Task directions:
Scan the listing for the word "Clone" and give the number of lines where it appears, with no other text.
-.-.-
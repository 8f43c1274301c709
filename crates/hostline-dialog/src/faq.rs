//! The FAQ table: an immutable ordered keyword → answer mapping.
//!
//! Iteration order determines match precedence when an utterance could
//! match more than one keyword, so entries are kept in a `Vec` rather
//! than a hash map. The table is built once at startup (either the
//! builtin restaurant set or entries from the config file) and never
//! mutated afterwards.

use serde::Deserialize;

/// A single keyword → canned answer pair.
///
/// Keywords are stored lowercase; matching is substring containment
/// against the lowercased utterance.
#[derive(Debug, Clone, Deserialize, PartialEq)]
pub struct FaqEntry {
    pub keyword: String,
    pub answer: String,
}

/// Ordered, read-only FAQ lookup table.
#[derive(Debug, Clone)]
pub struct FaqTable {
    entries: Vec<FaqEntry>,
}

impl FaqTable {
    /// Builds a table from explicit entries, preserving their order.
    ///
    /// Keywords are lowercased here so [`FaqTable::lookup`] can assume
    /// both sides are already normalized.
    pub fn new(entries: Vec<FaqEntry>) -> Self {
        let entries = entries
            .into_iter()
            .map(|e| FaqEntry {
                keyword: e.keyword.to_lowercase(),
                answer: e.answer,
            })
            .collect();
        Self { entries }
    }

    /// The builtin restaurant FAQ set.
    pub fn builtin() -> Self {
        let entries = [
            (
                "hours",
                "We're open Monday through Thursday from 11 AM to 10 PM, Friday and Saturday from 11 AM to 11 PM, and Sunday from 12 PM to 9 PM.",
            ),
            (
                "address",
                "We're located at 123 Main Street, Downtown District. We're right next to the Central Park, you can't miss us!",
            ),
            (
                "vegan",
                "Yes, we have a dedicated vegan menu with over 15 delicious options including our famous vegan burger, quinoa bowls, and dairy-free desserts.",
            ),
            (
                "reservation",
                "You can make reservations by calling us directly, booking online through our website, or using OpenTable. We recommend booking at least 24 hours in advance for weekend dining.",
            ),
            (
                "delivery",
                "We offer delivery through DoorDash, Uber Eats, and Grubhub. Delivery is available within a 5-mile radius and typically takes 30-45 minutes.",
            ),
            (
                "parking",
                "We have a complimentary valet parking service, and there's also a public parking garage two blocks away with reasonable rates.",
            ),
            (
                "payment",
                "We accept all major credit cards, Apple Pay, Google Pay, and cash. We also accept contactless payments for your convenience.",
            ),
            (
                "kids",
                "Absolutely! We're very family-friendly with a dedicated kids menu, high chairs, and booster seats available. Kids under 5 eat free on weekdays!",
            ),
        ];

        Self::new(
            entries
                .into_iter()
                .map(|(keyword, answer)| FaqEntry {
                    keyword: keyword.to_string(),
                    answer: answer.to_string(),
                })
                .collect(),
        )
    }

    /// Returns the answer for the first entry whose keyword occurs as a
    /// substring of `lowered` (an already-lowercased utterance).
    ///
    /// Substring containment is deliberate: a keyword embedded inside an
    /// unrelated word still matches ("kids" matches "kidstable"). That
    /// imprecision is accepted behavior, not something to fix with
    /// tokenization.
    pub fn lookup(&self, lowered: &str) -> Option<&str> {
        self.entries
            .iter()
            .find(|e| lowered.contains(e.keyword.as_str()))
            .map(|e| e.answer.as_str())
    }

    /// Number of entries in the table.
    pub fn len(&self) -> usize {
        self.entries.len()
    }

    /// Whether the table has no entries.
    pub fn is_empty(&self) -> bool {
        self.entries.is_empty()
    }
}

impl Default for FaqTable {
    fn default() -> Self {
        Self::builtin()
    }
}

#[cfg(test)]
mod tests {
    use super::*;

    #[test]
    fn builtin_table_has_expected_entries() {
        let table = FaqTable::builtin();
        assert_eq!(table.len(), 8);
        assert!(!table.is_empty());
    }

    #[test]
    fn lookup_matches_keyword_inside_sentence() {
        let table = FaqTable::builtin();
        let answer = table.lookup("what are your hours today").unwrap();
        assert!(answer.starts_with("We're open Monday through Thursday"));
    }

    #[test]
    fn lookup_matches_keyword_embedded_in_unrelated_word() {
        // Accepted imprecision of substring matching.
        let table = FaqTable::builtin();
        assert!(table.lookup("do you have a kidstable").is_some());
    }

    #[test]
    fn lookup_returns_none_for_unknown_text() {
        let table = FaqTable::builtin();
        assert_eq!(table.lookup("do you serve breakfast"), None);
    }

    #[test]
    fn iteration_order_decides_precedence() {
        let table = FaqTable::new(vec![
            FaqEntry {
                keyword: "wine".to_string(),
                answer: "first".to_string(),
            },
            FaqEntry {
                keyword: "wine list".to_string(),
                answer: "second".to_string(),
            },
        ]);
        assert_eq!(table.lookup("do you have a wine list"), Some("first"));
    }

    #[test]
    fn custom_keywords_are_lowercased_on_build() {
        let table = FaqTable::new(vec![FaqEntry {
            keyword: "Gluten".to_string(),
            answer: "yes".to_string(),
        }]);
        assert_eq!(table.lookup("any gluten free options"), Some("yes"));
    }
}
-.-.-
Result of the exercise:
2